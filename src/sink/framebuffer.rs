/// Linux fbdev output. Frames are converted to little-endian RGB565 and written
/// from offset 0 of the device.
use std::fs::{File, OpenOptions};
use std::io::{Seek, SeekFrom, Write};
use std::path::Path;
use tiny_skia::Pixmap;

use crate::sink::{PixelSink, SinkError, check_size, to_rgb};

pub struct FramebufferSink {
    device: File,
    width: u32,
    height: u32,
    brightness: u8,
}

impl FramebufferSink {
    pub fn open(path: &Path, width: u32, height: u32, brightness: u8) -> Result<Self, SinkError> {
        let device = OpenOptions::new().write(true).open(path)?;
        Ok(Self {
            device,
            width,
            height,
            brightness,
        })
    }

    fn write_rgb565(&mut self, raw: &[u8]) -> Result<(), SinkError> {
        self.device.seek(SeekFrom::Start(0))?;
        self.device.write_all(raw)?;
        self.device.flush()?;
        Ok(())
    }
}

fn rgb888_to_rgb565(rgb888: &[u8]) -> Vec<u8> {
    let mut raw = Vec::with_capacity(rgb888.len() / 3 * 2);
    for chunk in rgb888.chunks_exact(3) {
        let (r, g, b) = (chunk[0], chunk[1], chunk[2]);
        let mut rgb565: u16 = (r as u16 & 0b11111000) << 8;
        rgb565 |= (g as u16 & 0b11111100) << 3;
        rgb565 |= (b as u16) >> 3;
        raw.extend(rgb565.to_le_bytes());
    }
    raw
}

impl PixelSink for FramebufferSink {
    fn width(&self) -> u32 {
        self.width
    }

    fn height(&self) -> u32 {
        self.height
    }

    fn show(&mut self, frame: &Pixmap) -> Result<(), SinkError> {
        check_size(frame, self.width, self.height)?;
        let raw = rgb888_to_rgb565(&to_rgb(frame, self.brightness));
        self.write_rgb565(&raw)
    }

    fn blank(&mut self) -> Result<(), SinkError> {
        let raw = vec![0; (self.width * self.height * 2) as usize];
        self.write_rgb565(&raw)
    }
}
pub mod engine;
pub mod fit;
pub mod scroll;

use thiserror::Error;

use crate::sink::SinkError;

#[derive(Debug, Error)]
pub enum RenderError {
    #[error(transparent)]
    Sink(#[from] SinkError),
    #[error("cannot allocate a {0}x{1} canvas")]
    Canvas(u32, u32),
}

- - - - -

Work order:
Copy exactly the lines above, starting at the opening line and finishing at the line in which "fn write_rgb565(&mut self, raw: &[u8])" occurs.

Response to the exercise:
filename src/sink/framebuffer.rs
/// Linux fbdev output. Frames are converted to little-endian RGB565 and written
/// from offset 0 of the device.
use std::fs::{File, OpenOptions};
use std::io::{Seek, SeekFrom, Write};
use std::path::Path;
use tiny_skia::Pixmap;

use crate::sink::{PixelSink, SinkError, check_size, to_rgb};

pub struct FramebufferSink {
    device: File,
    width: u32,
    height: u32,
    brightness: u8,
}

impl FramebufferSink {
    pub fn open(path: &Path, width: u32, height: u32, brightness: u8) -> Result<Self, SinkError> {
        let device = OpenOptions::new().write(true).open(path)?;
        Ok(Self {
            device,
            width,
            height,
            brightness,
        })
    }

    fn write_rgb565(&mut self, raw: &[u8]) -> Result<(), SinkError> {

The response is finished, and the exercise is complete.